Лайза качнула головой и всхлипнула — громко, горестно, изливая в пространство волны боли.
Занавешенная волосами, она не увидела ни того, как приоткрылась дверь, ни того, как в комнату мягко и неслышно вошел Рен.
Он опустился на колени перед диваном — ей хотелось улыбаться (за последний час уже два человека опускались перед ней на колени, и какие люди!) — взял ее дрожащую холодную ладонь в свою, заставил посмотреть на себя.
«У тебя нет Мака, я знаю. Но у тебя есть мы» — говорили его глаза; Лайза сжала теплые пальцы своими и благодарно всхлипнула еще раз.
* * *
— Я тебе звонила из его дома, представляешь?
Теперь слова давались легко, слезы постепенно высохли. Наверное, немного подсохла и душа — превратилась из зловонного болота в прозрачную и неглубокую лужу.
— Звонила? Мне? — Элли радостно улыбнулась и прижала руки к губам. Что-то случилось, и теперь она верила — Лайза видела это по глазам. Приятное чувство, пусть и запоздалое. — Прямо от Мака? А он?!
— Да, из его кинотеатра. Нашла голосовое управление, выяснила адрес его особняка и приказала системе набрать твой номер.
— А я?
Ей не терпелось узнать продолжение, а Лайзе стало легко рассказывать — все, это история из прошлого.

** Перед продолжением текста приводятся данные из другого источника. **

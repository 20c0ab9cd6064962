//! Telemetry polling loop with an explicit start/stop lifecycle.

use std::{sync::Arc, time::Duration};

use log::{error, info};
use tokio::{task::JoinHandle, time::MissedTickBehavior};
use tokio_util::sync::CancellationToken;

use crate::{
    device::TelemetrySource,
    error::{ControlError, Result},
    store::ControlStateStore,
    telemetry::Telemetry,
};

/// Polls the telemetry source on a fixed cadence and feeds the store.
///
/// Two states only: Stopped and Running. Each tick performs a single
/// request-response with a bounded timeout; a request still outstanding when
/// the next tick would fire delays that tick instead of piling up a second
/// in-flight request. Failed polls are recorded and polling continues.
///
/// `stop()` cancels the loop and joins the task. A response that resolves
/// after cancellation loses the race and is dropped, so no store mutation
/// can happen once `stop()` has returned.
pub struct TelemetryPoller {
    source: Arc<dyn TelemetrySource>,
    store: Arc<ControlStateStore>,
    cadence: Duration,
    request_timeout: Duration,
    running: Option<RunningPoll>,
}

struct RunningPoll {
    cancel: CancellationToken,
    handle: JoinHandle<()>,
}

impl TelemetryPoller {
    pub fn new(
        source: Arc<dyn TelemetrySource>,
        store: Arc<ControlStateStore>,
        cadence: Duration,
        request_timeout: Duration,
    ) -> Self {
        Self {
            source,
            store,
            cadence,
            request_timeout,
            running: None,
        }
    }

    pub fn is_running(&self) -> bool {
        self.running.is_some()
    }

    /// Starts polling; a no-op when already running.
    pub fn start(&mut self) {
        if self.running.is_some() {
            return;
        }

        let cancel = CancellationToken::new();
        let handle = tokio::spawn(run_poll_loop(
            self.source.clone(),
            self.store.clone(),
            self.cadence,
            self.request_timeout,
            cancel.clone(),
        ));

        info!("Telemetry poller started (cadence {:?})", self.cadence);
        self.running = Some(RunningPoll { cancel, handle });
    }

    /// Stops polling and waits for the loop to wind down; a no-op when
    /// already stopped. Safe to call mid-request.
    pub async fn stop(&mut self) {
        let Some(running) = self.running.take() else {
            return;
        };

        running.cancel.cancel();
        if let Err(e) = running.handle.await {
            error!("Telemetry poller task panicked: {e}");
        }
        info!("Telemetry poller stopped");
    }
}

async fn run_poll_loop(
    source: Arc<dyn TelemetrySource>,
    store: Arc<ControlStateStore>,
    cadence: Duration,
    request_timeout: Duration,
    cancel: CancellationToken,
) {
    let mut ticker = tokio::time::interval(cadence);
    // A slow poll delays the next tick instead of bursting to catch up.
    ticker.set_missed_tick_behavior(MissedTickBehavior::Delay);

    loop {
        tokio::select! {
            () = cancel.cancelled() => {
                info!("Telemetry poller cancelled");
                break;
            }
            _instant = ticker.tick() => {
                let outcome = tokio::select! {
                    () = cancel.cancelled() => break,
                    outcome = poll_once(source.as_ref(), request_timeout) => outcome,
                };

                match outcome {
                    Ok(reading) => store.apply_telemetry(reading).await,
                    Err(e) => {
                        error!("Telemetry poll failed: {e}");
                        store.record_poll_failure(&e).await;
                    }
                }
            }
        }
    }
}

async fn poll_once(source: &dyn TelemetrySource, request_timeout: Duration) -> Result<Telemetry> {
    match tokio::time::timeout(request_timeout, source.fetch()).await {
        Ok(outcome) => outcome,
        Err(_) => Err(ControlError::network(format!(
            "telemetry request timed out after {}s",
            request_timeout.as_secs()
        ))),
    }
}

Почти что сказка.
— Ты ответила, все повторяла: «Алло! Алло! Я вас не слышу…» Но я не успела ничего сказать, потому что в этот момент Мак застал меня, пытающуюся сообщить, что меня похитили. Он тут же зажал мне рот ладонью и пригрозил — не помню, чем пригрозил, но пикнуть я не смела. А после выдернул из сети шнур, и связь прервалась. А так бы ты передала Рену, что меня украли…
— И назвала бы ему адрес Мака! Вот была бы хохма!
Элли улыбалась широко, открыто и радостно. Лайза вернулась к ней — не важно, какая — старая или новая, — но вернулась, и между ними вновь чувствовалась та связь, как и когда-то. Подруги — они ими были, они ими всегда будут.
В кружках стыл чай, красовались на крохотных, испеченных Антонио булочках кремовые завитушки.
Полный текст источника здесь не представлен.